I was reading Shelley's entry from a few days ago and she talked about how she has layers that are hard to break through.  I relate.  Maybe I put up walls around me that makes it difficult to go beyond the shallow because it means vulnerability.  Maybe I am just fearful to share with others the deeper things in my life now.  Or maybe I feel many would not understand.  Especially now that I am back from project...many things seem less purposeful and more shallow.  Not to seem self-righteous at all or anything....I am definitely still a work in progress, I just grew so much in the last few months.  It is difficult to connect to my mom and family and to some of my friends.  I just wish they would see how amazing life is...how amazing Christ is...what God has done for us and the gift that is ours for the taking...and that we really were meant for so much more than it seems.  And for those who have seen and tasted this but are struggling in their walk, I wish that they would be able to submit to God and forfeit the power struggle that we engage in with him. 
 
So amazing to have Eleanor back here for the week.  I can not believe how perfect the timing is.  Our walks are so parallel.  We accepted Christ around the same time, both involved in Cru (her in Britain) and we both just finished up a mission's project (hers was at an American University).  Now we are both battling the possibility of stinting, and have lots of the same questions and struggles at the moment.  I am craving fellowship, and God has definitely planned this out for us.  So thankful.  It will be hard to see her go again.
 
Anyways, it has been one loooonnngg week.  I am going to hang out with my sis for a bit and then sleep.  I am excited to sleep in tomorrow.  Maybe I'll go swimming now in the pool.  It's such an amazing night.
 
God bless.
 
 

2 Comments:

At 6:49 PM, Anonymous Anonymous said...

I guess I am one of those friends you have difficulty relating to.

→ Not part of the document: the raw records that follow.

use thiserror::Error;

pub type Result<T> = std::result::Result<T, AppError>;

#[derive(Error, Debug)]
pub enum AppError {
    #[error("Configuration error: {0}")]
    Config(String),

    #[error("No backend URL configured. Set backend_url in the config file.")]
    BackendNotConfigured,

    #[error("Invalid backend URL '{url}': {reason}")]
    InvalidBackendUrl { url: String, reason: String },

    #[error("IO error: {0}")]
    Io(#[from] std::io::Error),

    #[error("HTTP error: {0}")]
    Http(#[from] reqwest::Error),

    #[error("JSON error: {0}")]
    Json(#[from] serde_json::Error),

    #[error("Config parse error: {0}")]
    TomlParse(#[from] toml::de::Error),

    #[error("Backend returned HTTP {status}: {detail}")]
    Api { status: u16, detail: String },

    #[error("Document not found")]
    NotFound,

    #[error(transparent)]
    Other(#[from] anyhow::Error),
}

impl AppError {
    /// Message suitable for showing to the user. Prefers the backend's
    /// `detail` field; configuration problems are shown verbatim; anything
    /// else collapses to a generic line (the full error goes to the log).
    pub fn user_message(&self) -> String {
        match self {
            AppError::Api { detail, .. } if !detail.is_empty() => detail.clone(),
            AppError::Config(_)
            | AppError::BackendNotConfigured
            | AppError::InvalidBackendUrl { .. }
            | AppError::NotFound => self.to_string(),
            _ => "Request failed. Check the backend and try again.".to_string(),
        }
    }
}

#[cfg(test)]
mod tests {
    use super::*;

    #[test]
    fn user_message_prefers_backend_detail() {
        let err = AppError::Api {
            status: 400,
            detail: "File must be a PDF".to_string(),
        };
        assert_eq!(err.user_message(), "File must be a PDF");
    }

    #[test]
    fn user_message_falls_back_when_detail_empty() {
        let err = AppError::Api {
            status: 500,
            detail: String::new(),
        };
        assert_eq!(
            err.user_message(),
            "Request failed. Check the backend and try again."
        );
    }

    #[test]
    fn configuration_errors_are_shown_verbatim() {
        let msg = AppError::BackendNotConfigured.user_message();
        assert!(msg.contains("backend_url"));
    }
}
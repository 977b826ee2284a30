use std::sync::Arc;

use tokio::sync::mpsc;

use crate::api::{self, DataSource};
use crate::config::Config;
use crate::error::{AppError, Result};
use crate::models::{
    AnalyticsPageData, Document, DocumentDetail, FlashcardAttempt, OverallAnalytics, QuizAttempt,
    SessionStarted, StartSessionRequest,
};
use crate::study::{quiz, AnswerSheet, Difficulty, FlashcardSession, QuizScore};
use crate::tui::AppAction;
use crate::upload::{self, UploadForm};

#[derive(Debug, Clone, Copy, PartialEq, Eq)]
pub enum View {
    Dashboard,
    Upload,
    Document,
    Analytics,
}

#[derive(Debug, Clone, Copy, PartialEq, Eq, Default)]
pub enum StudyTab {
    #[default]
    Summary,
    Flashcards,
    Quiz,
}

impl StudyTab {
    pub fn next(self) -> Self {
        match self {
            Self::Summary => Self::Flashcards,
            Self::Flashcards => Self::Quiz,
            Self::Quiz => Self::Summary,
        }
    }

    pub fn index(self) -> usize {
        match self {
            Self::Summary => 0,
            Self::Flashcards => 1,
            Self::Quiz => 2,
        }
    }
}

/// Fetch state of the document view. Not-found and other fetch failures
/// both land in `Missing`; the distinction only goes to the log.
#[derive(Debug, Default)]
pub enum DetailState {
    #[default]
    Loading,
    Ready(DocumentDetail),
    Missing,
}

// Messages from spawned fetch tasks back to the event loop. Each carries
// the epoch it was issued under; stale results are discarded on receipt.

struct DocumentsMsg {
    epoch: u64,
    result: Result<Vec<Document>>,
}

struct PageDataMsg {
    epoch: u64,
    result: Result<AnalyticsPageData>,
}

struct DetailMsg {
    epoch: u64,
    document_id: String,
    result: Result<DocumentDetail>,
}

struct UploadMsg {
    result: std::result::Result<String, String>,
}

struct SessionMsg {
    epoch: u64,
    result: Result<SessionStarted>,
}

pub struct App {
    pub view: View,
    pub user_id: String,
    pub source: Arc<dyn DataSource>,

    // Dashboard
    pub documents: Vec<Document>,
    pub documents_failed: bool,
    pub selected_index: usize,
    pub snapshot: OverallAnalytics,

    // Upload
    pub upload_form: UploadForm,
    pub upload_in_flight: bool,

    // Document view
    pub current_document_id: Option<String>,
    pub detail: DetailState,
    pub tab: StudyTab,
    pub study: FlashcardSession,
    pub session_pending: bool,
    pub sheet: AnswerSheet,
    pub quiz_cursor: usize,
    pub quiz_result: Option<QuizScore>,

    // Analytics
    pub analytics: AnalyticsPageData,
    pub analytics_failed: bool,

    pub show_help: bool,

    // Bumped on every navigation so responses belonging to a view the
    // user already left never update state.
    epoch: u64,

    documents_tx: mpsc::Sender<DocumentsMsg>,
    documents_rx: mpsc::Receiver<DocumentsMsg>,
    pagedata_tx: mpsc::Sender<PageDataMsg>,
    pagedata_rx: mpsc::Receiver<PageDataMsg>,
    detail_tx: mpsc::Sender<DetailMsg>,
    detail_rx: mpsc::Receiver<DetailMsg>,
    upload_tx: mpsc::Sender<UploadMsg>,
    upload_rx: mpsc::Receiver<UploadMsg>,
    session_tx: mpsc::Sender<SessionMsg>,
    session_rx: mpsc::Receiver<SessionMsg>,
}
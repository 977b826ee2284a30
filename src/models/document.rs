use chrono::NaiveDateTime;
use serde::{Deserialize, Serialize};

// The backend emits ISO-8601 timestamps without an offset, so these are
// NaiveDateTime rather than DateTime<Utc>.

#[derive(Debug, Clone, PartialEq, Serialize, Deserialize)]
pub struct Document {
    pub id: String,
    pub title: String,
    pub created_at: NaiveDateTime,
    #[serde(default, skip_serializing_if = "Option::is_none")]
    pub user_id: Option<String>,
    #[serde(default, skip_serializing_if = "Option::is_none")]
    pub file_path: Option<String>,
}

/// A document together with its generated study materials. `summary` and
/// `quiz` stay `None` (and `flashcards` empty) until processing completes.
#[derive(Debug, Clone, PartialEq, Serialize, Deserialize)]
pub struct DocumentDetail {
    pub id: String,
    pub title: String,
    pub created_at: NaiveDateTime,
    #[serde(default, skip_serializing_if = "Option::is_none")]
    pub user_id: Option<String>,
    #[serde(default, skip_serializing_if = "Option::is_none")]
    pub file_path: Option<String>,
    #[serde(default)]
    pub summary: Option<Summary>,
    #[serde(default)]
    pub flashcards: Vec<Flashcard>,
    #[serde(default)]
    pub quiz: Option<Quiz>,
}

#[derive(Debug, Clone, PartialEq, Serialize, Deserialize)]
pub struct Summary {
    pub id: String,
    pub document_id: String,
    pub content: String,
    pub created_at: NaiveDateTime,
}

#[derive(Debug, Clone, PartialEq, Serialize, Deserialize)]
pub struct Flashcard {
    pub id: String,
    pub document_id: String,
    pub question: String,
    pub answer: String,
    pub created_at: NaiveDateTime,
}

#[derive(Debug, Clone, PartialEq, Serialize, Deserialize)]
pub struct Quiz {
    pub id: String,
    pub document_id: String,
    pub title: String,
    pub created_at: NaiveDateTime,
    #[serde(default)]
    pub questions: Vec<QuizQuestion>,
}

/// `correct_answer` is the answer string itself and must be a member of
/// `options`.
#[derive(Debug, Clone, PartialEq, Serialize, Deserialize)]
pub struct QuizQuestion {
    pub id: String,
    pub quiz_id: String,
    pub question: String,
    pub options: Vec<String>,
    pub correct_answer: String,
    pub created_at: NaiveDateTime,
}

#[cfg(test)]
mod tests {
    use super::*;

    #[test]
    fn parses_backend_detail_payload() {
        // Shape and timestamp format as emitted by the backend.
        let json = r#"{
            "id": "doc-1",
            "title": "Intro to AI",
            "created_at": "2026-08-07T09:15:00.123456",
            "user_id": "default-user-id",
            "file_path": "/uploads/doc-1.pdf",
            "summary": {
                "id": "sum-doc-1",
                "document_id": "doc-1",
                "content": "A summary.",
                "created_at": "2026-08-07T09:16:00"
            },
            "flashcards": [],
            "quiz": null
        }"#;

        let detail: DocumentDetail = serde_json::from_str(json).unwrap();
        assert_eq!(detail.id, "doc-1");
        assert_eq!(detail.summary.as_ref().unwrap().content, "A summary.");
        assert!(detail.flashcards.is_empty());
        assert!(detail.quiz.is_none());
    }

    #[test]
    fn tolerates_unprocessed_document() {
        // Before processing, the generated fields may be missing entirely.
        let json = r#"{
            "id": "doc-2",
            "title": "Pending",
            "created_at": "2026-08-07T10:00:00"
        }"#;

        let detail: DocumentDetail = serde_json::from_str(json).unwrap();
        assert!(detail.summary.is_none());
        assert!(detail.flashcards.is_empty());
        assert!(detail.quiz.is_none());
    }
}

Keep living with the spririt in you as it beautifies you.

 
At 8:23 PM, Blogger SarHa said...

Thanks Pickle! I know I have amazing friends and people to turn to...and I am very grateful. And I am sooooo grateful for my non-Christian friends too cuz I love them and they are such amazing awesome people. I want them to know that. Also, I hope it didn't sound like I felt I had no one to share with. I know I do.